**ABOUT THIS EXERCISE**
An exact copy of the listing is what is needed here; write it out in full.

--------------------

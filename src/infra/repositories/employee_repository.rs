//! Employee repository implementation.

use async_trait::async_trait;
use sea_orm::{ActiveModelTrait, ColumnTrait, DatabaseConnection, EntityTrait, QueryFilter, Set};
use uuid::Uuid;

use super::entities::employee::{self, ActiveModel, Entity as EmployeeEntity};
use crate::domain::{Employee, NewEmployee, UpdateEmployee};
use crate::errors::{AppError, AppResult};

#[cfg(any(test, feature = "test-utils"))]
use mockall::automock;

/// Employee repository trait for dependency injection.
#[cfg_attr(any(test, feature = "test-utils"), automock)]
#[async_trait]
pub trait EmployeeRepository: Send + Sync {
    /// Find employee by ID
    async fn find_by_id(&self, id: Uuid) -> AppResult<Option<Employee>>;

    /// List all employees in store order
    async fn list(&self) -> AppResult<Vec<Employee>>;

    /// List employees matching the supplied exact-match filters (logical AND)
    async fn find_by_filter(
        &self,
        designation: Option<String>,
        department: Option<String>,
    ) -> AppResult<Vec<Employee>>;

    /// Create a new employee record
    async fn create(&self, fields: NewEmployee) -> AppResult<Employee>;

    /// Apply the supplied fields to an existing record in a single write
    async fn update(&self, id: Uuid, changes: UpdateEmployee) -> AppResult<Employee>;

    /// Permanently delete an employee record
    async fn delete(&self, id: Uuid) -> AppResult<()>;
}

/// Concrete implementation of EmployeeRepository
pub struct EmployeeStore {
    db: DatabaseConnection,
}

impl EmployeeStore {
    /// Create new repository instance
    pub fn new(db: DatabaseConnection) -> Self {
        Self { db }
    }
}

#[async_trait]
impl EmployeeRepository for EmployeeStore {
    async fn find_by_id(&self, id: Uuid) -> AppResult<Option<Employee>> {
        let result = EmployeeEntity::find_by_id(id)
            .one(&self.db)
            .await
            .map_err(AppError::from)?;

        Ok(result.map(Employee::from))
    }

    async fn list(&self) -> AppResult<Vec<Employee>> {
        let models = EmployeeEntity::find()
            .all(&self.db)
            .await
            .map_err(AppError::from)?;

        Ok(models.into_iter().map(Employee::from).collect())
    }

    async fn find_by_filter(
        &self,
        designation: Option<String>,
        department: Option<String>,
    ) -> AppResult<Vec<Employee>> {
        let mut query = EmployeeEntity::find();

        if let Some(designation) = designation {
            query = query.filter(employee::Column::Designation.eq(designation));
        }
        if let Some(department) = department {
            query = query.filter(employee::Column::Department.eq(department));
        }

        let models = query.all(&self.db).await.map_err(AppError::from)?;

        Ok(models.into_iter().map(Employee::from).collect())
    }

    async fn create(&self, fields: NewEmployee) -> AppResult<Employee> {
        let now = chrono::Utc::now();
        let active_model = ActiveModel {
            id: Set(Uuid::new_v4()),
            first_name: Set(fields.first_name),
            last_name: Set(fields.last_name),
            email: Set(fields.email),
            gender: Set(fields.gender),
            designation: Set(fields.designation),
            salary: Set(fields.salary),
            date_of_joining: Set(fields.date_of_joining),
            department: Set(fields.department),
            employee_photo: Set(fields.employee_photo),
            created_at: Set(now),
            updated_at: Set(now),
        };

        let model = active_model.insert(&self.db).await.map_err(AppError::from)?;
        Ok(Employee::from(model))
    }

    async fn update(&self, id: Uuid, changes: UpdateEmployee) -> AppResult<Employee> {
        let employee = EmployeeEntity::find_by_id(id)
            .one(&self.db)
            .await?
            .ok_or(AppError::EmployeeNotFound)?;

        let mut active: ActiveModel = employee.into();

        if let Some(first_name) = changes.first_name {
            active.first_name = Set(first_name);
        }
        if let Some(last_name) = changes.last_name {
            active.last_name = Set(last_name);
        }
        if let Some(email) = changes.email {
            active.email = Set(email);
        }
        if let Some(gender) = changes.gender {
            active.gender = Set(gender);
        }
        if let Some(designation) = changes.designation {
            active.designation = Set(designation);
        }
        if let Some(salary) = changes.salary {
            active.salary = Set(salary);
        }
        if let Some(date_of_joining) = changes.date_of_joining {
            active.date_of_joining = Set(date_of_joining);
        }
        if let Some(department) = changes.department {
            active.department = Set(department);
        }
        if let Some(employee_photo) = changes.employee_photo {
            active.employee_photo = Set(Some(employee_photo));
        }
        active.updated_at = Set(chrono::Utc::now());

        let model = active.update(&self.db).await.map_err(AppError::from)?;
        Ok(Employee::from(model))
    }

    async fn delete(&self, id: Uuid) -> AppResult<()> {
        let result = EmployeeEntity::delete_by_id(id)
            .exec(&self.db)
            .await
            .map_err(AppError::from)?;

        if result.rows_affected == 0 {
            return Err(AppError::EmployeeNotFound);
        }

        Ok(())
    }
}
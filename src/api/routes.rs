//! Application route configuration.

use axum::{extract::State, http::StatusCode, response::Json, routing::get, Router};
use serde::Serialize;
use tower_http::{cors::CorsLayer, trace::TraceLayer};
use utoipa::OpenApi;
use utoipa_swagger_ui::SwaggerUi;

use super::handlers::{auth_routes, employee_routes};
use super::openapi::ApiDoc;
use super::AppState;

/// Create the application router with all routes configured
pub fn create_router(state: AppState) -> Router {
    Router::new()
        // Health check endpoints
        .route("/", get(root))
        .route("/health", get(health))
        // OpenAPI Swagger UI documentation
        .merge(SwaggerUi::new("/swagger-ui").url("/api-docs/openapi.json", ApiDoc::openapi()))
        // Authentication routes
        .nest("/auth", auth_routes())
        // Employee record routes
        .nest("/employees", employee_routes())
        // Global middleware
        .layer(TraceLayer::new_for_http())
        .layer(CorsLayer::permissive())
        .with_state(state)
}

/// Root endpoint
async fn root() -> &'static str {
    "Hello, welcome to the Employee Management System API!"
}

/// Health check response
#[derive(Serialize)]
struct HealthResponse {
    status: &'static str,
    database: ServiceStatus,
}

/// Service status
#[derive(Serialize)]
struct ServiceStatus {
    status: &'static str,
    #[serde(skip_serializing_if = "Option::is_none")]
    error: Option<String>,
}

/// Health check endpoint with database connectivity check
async fn health(State(state): State<AppState>) -> (StatusCode, Json<HealthResponse>) {
    let db_status = match state.database.ping().await {
        Ok(_) => ServiceStatus {
            status: "healthy",
            error: None,
        },
        Err(e) => ServiceStatus {
            status: "unhealthy",
            error: Some(e.to_string()),
        },
    };

    let healthy = db_status.status == "healthy";

    let response = HealthResponse {
        status: if healthy { "healthy" } else { "degraded" },
        database: db_status,
    };

    let status_code = if healthy {
        StatusCode::OK
    } else {
        StatusCode::SERVICE_UNAVAILABLE
    };

    (status_code, Json(response))
}
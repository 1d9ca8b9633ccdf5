//! Database migrations.
//!
//! Each migration is a separate module following SeaORM conventions.
//! Migration names follow the pattern: m{YYYYMMDD}_{NNNNNN}_{description}

use sea_orm_migration::prelude::*;

mod m20250115_000001_create_accounts_table;
mod m20250115_000002_create_employees_table;

pub struct Migrator;

#[async_trait::async_trait]
impl MigratorTrait for Migrator {
    fn migrations() -> Vec<Box<dyn MigrationTrait>> {
        vec![
            Box::new(m20250115_000001_create_accounts_table::Migration),
            Box::new(m20250115_000002_create_employees_table::Migration),
        ]
    }
}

--------------------

**SOLUTION TO THIS PROBLEM**
filename src/infra/repositories/employee_repository.rs
//! Employee repository implementation.

use async_trait::async_trait;
use sea_orm::{ActiveModelTrait, ColumnTrait, DatabaseConnection, EntityTrait, QueryFilter, Set};
use uuid::Uuid;

use super::entities::employee::{self, ActiveModel, Entity as EmployeeEntity};
use crate::domain::{Employee, NewEmployee, UpdateEmployee};
use crate::errors::{AppError, AppResult};

#[cfg(any(test, feature = "test-utils"))]
use mockall::automock;

/// Employee repository trait for dependency injection.
#[cfg_attr(any(test, feature = "test-utils"), automock)]
#[async_trait]
pub trait EmployeeRepository: Send + Sync {
    /// Find employee by ID
    async fn find_by_id(&self, id: Uuid) -> AppResult<Option<Employee>>;

    /// List all employees in store order
    async fn list(&self) -> AppResult<Vec<Employee>>;

    /// List employees matching the supplied exact-match filters (logical AND)
    async fn find_by_filter(
        &self,
        designation: Option<String>,
        department: Option<String>,
    ) -> AppResult<Vec<Employee>>;

    /// Create a new employee record
    async fn create(&self, fields: NewEmployee) -> AppResult<Employee>;

    /// Apply the supplied fields to an existing record in a single write
    async fn update(&self, id: Uuid, changes: UpdateEmployee) -> AppResult<Employee>;

    /// Permanently delete an employee record
    async fn delete(&self, id: Uuid) -> AppResult<()>;
}

/// Concrete implementation of EmployeeRepository
pub struct EmployeeStore {
    db: DatabaseConnection,
}

impl EmployeeStore {
    /// Create new repository instance
    pub fn new(db: DatabaseConnection) -> Self {
        Self { db }
    }
}

#[async_trait]
impl EmployeeRepository for EmployeeStore {
    async fn find_by_id(&self, id: Uuid) -> AppResult<Option<Employee>> {
        let result = EmployeeEntity::find_by_id(id)
            .one(&self.db)
            .await
            .map_err(AppError::from)?;

        Ok(result.map(Employee::from))
    }

    async fn list(&self) -> AppResult<Vec<Employee>> {
        let models = EmployeeEntity::find()
            .all(&self.db)
            .await
            .map_err(AppError::from)?;

        Ok(models.into_iter().map(Employee::from).collect())
    }

    async fn find_by_filter(
        &self,
        designation: Option<String>,
        department: Option<String>,
    ) -> AppResult<Vec<Employee>> {
        let mut query = EmployeeEntity::find();

        if let Some(designation) = designation {
            query = query.filter(employee::Column::Designation.eq(designation));
        }
        if let Some(department) = department {
            query = query.filter(employee::Column::Department.eq(department));
        }

        let models = query.all(&self.db).await.map_err(AppError::from)?;

        Ok(models.into_iter().map(Employee::from).collect())
    }

    async fn create(&self, fields: NewEmployee) -> AppResult<Employee> {
        let now = chrono::Utc::now();
        let active_model = ActiveModel {
            id: Set(Uuid::new_v4()),
            first_name: Set(fields.first_name),
            last_name: Set(fields.last_name),
            email: Set(fields.email),
            gender: Set(fields.gender),
            designation: Set(fields.designation),
            salary: Set(fields.salary),
            date_of_joining: Set(fields.date_of_joining),
            department: Set(fields.department),
            employee_photo: Set(fields.employee_photo),
            created_at: Set(now),
            updated_at: Set(now),
        };

        let model = active_model.insert(&self.db).await.map_err(AppError::from)?;
        Ok(Employee::from(model))
    }

    async fn update(&self, id: Uuid, changes: UpdateEmployee) -> AppResult<Employee> {
        let employee = EmployeeEntity::find_by_id(id)
            .one(&self.db)
            .await?
            .ok_or(AppError::EmployeeNotFound)?;

        let mut active: ActiveModel = employee.into();

        if let Some(first_name) = changes.first_name {
            active.first_name = Set(first_name);
        }
        if let Some(last_name) = changes.last_name {
            active.last_name = Set(last_name);
        }
        if let Some(email) = changes.email {
            active.email = Set(email);
        }
        if let Some(gender) = changes.gender {
            active.gender = Set(gender);
        }
        if let Some(designation) = changes.designation {
            active.designation = Set(designation);
        }
        if let Some(salary) = changes.salary {
            active.salary = Set(salary);
        }
        if let Some(date_of_joining) = changes.date_of_joining {
            active.date_of_joining = Set(date_of_joining);
        }
        if let Some(department) = changes.department {
            active.department = Set(department);
        }
        if let Some(employee_photo) = changes.employee_photo {
            active.employee_photo = Set(Some(employee_photo));
        }
        active.updated_at = Set(chrono::Utc::now());

        let model = active.update(&self.db).await.map_err(AppError::from)?;
        Ok(Employee::from(model))
    }

    async fn delete(&self, id: Uuid) -> AppResult<()> {
        let result = EmployeeEntity::delete_by_id(id)
            .exec(&self.db)
            .await
            .map_err(AppError::from)?;

        if result.rows_affected == 0 {
            return Err(AppError::EmployeeNotFound);
        }

        Ok(())
    }
}
filename src/api/routes.rs
//! Application route configuration.

use axum::{extract::State, http::StatusCode, response::Json, routing::get, Router};
use serde::Serialize;
use tower_http::{cors::CorsLayer, trace::TraceLayer};
use utoipa::OpenApi;
use utoipa_swagger_ui::SwaggerUi;

use super::handlers::{auth_routes, employee_routes};
use super::openapi::ApiDoc;
use super::AppState;

/// Create the application router with all routes configured
pub fn create_router(state: AppState) -> Router {
    Router::new()
        // Health check endpoints
        .route("/", get(root))
        .route("/health", get(health))
        // OpenAPI Swagger UI documentation
        .merge(SwaggerUi::new("/swagger-ui").url("/api-docs/openapi.json", ApiDoc::openapi()))
        // Authentication routes
        .nest("/auth", auth_routes())
        // Employee record routes
        .nest("/employees", employee_routes())
        // Global middleware
        .layer(TraceLayer::new_for_http())
        .layer(CorsLayer::permissive())
        .with_state(state)
}

/// Root endpoint
async fn root() -> &'static str {
    "Hello, welcome to the Employee Management System API!"
}

/// Health check response
#[derive(Serialize)]
struct HealthResponse {
    status: &'static str,
    database: ServiceStatus,
}

/// Service status
#[derive(Serialize)]
struct ServiceStatus {
    status: &'static str,
    #[serde(skip_serializing_if = "Option::is_none")]
    error: Option<String>,
}

/// Health check endpoint with database connectivity check
async fn health(State(state): State<AppState>) -> (StatusCode, Json<HealthResponse>) {
    let db_status = match state.database.ping().await {
        Ok(_) => ServiceStatus {
            status: "healthy",
            error: None,
        },
        Err(e) => ServiceStatus {
            status: "unhealthy",
            error: Some(e.to_string()),
        },
    };

    let healthy = db_status.status == "healthy";

    let response = HealthResponse {
        status: if healthy { "healthy" } else { "degraded" },
        database: db_status,
    };

    let status_code = if healthy {
        StatusCode::OK
    } else {
        StatusCode::SERVICE_UNAVAILABLE
    };

    (status_code, Json(response))
}
repository 1d9ca8b9633ccdf5
//! Database migrations.
//!
//! Each migration is a separate module following SeaORM conventions.
//! Migration names follow the pattern: m{YYYYMMDD}_{NNNNNN}_{description}

use sea_orm_migration::prelude::*;

mod m20250115_000001_create_accounts_table;
mod m20250115_000002_create_employees_table;

pub struct Migrator;

#[async_trait::async_trait]
impl MigratorTrait for Migrator {
    fn migrations() -> Vec<Box<dyn MigrationTrait>> {
        vec![
            Box::new(m20250115_000001_create_accounts_table::Migration),
            Box::new(m20250115_000002_create_employees_table::Migration),
        ]
    }
}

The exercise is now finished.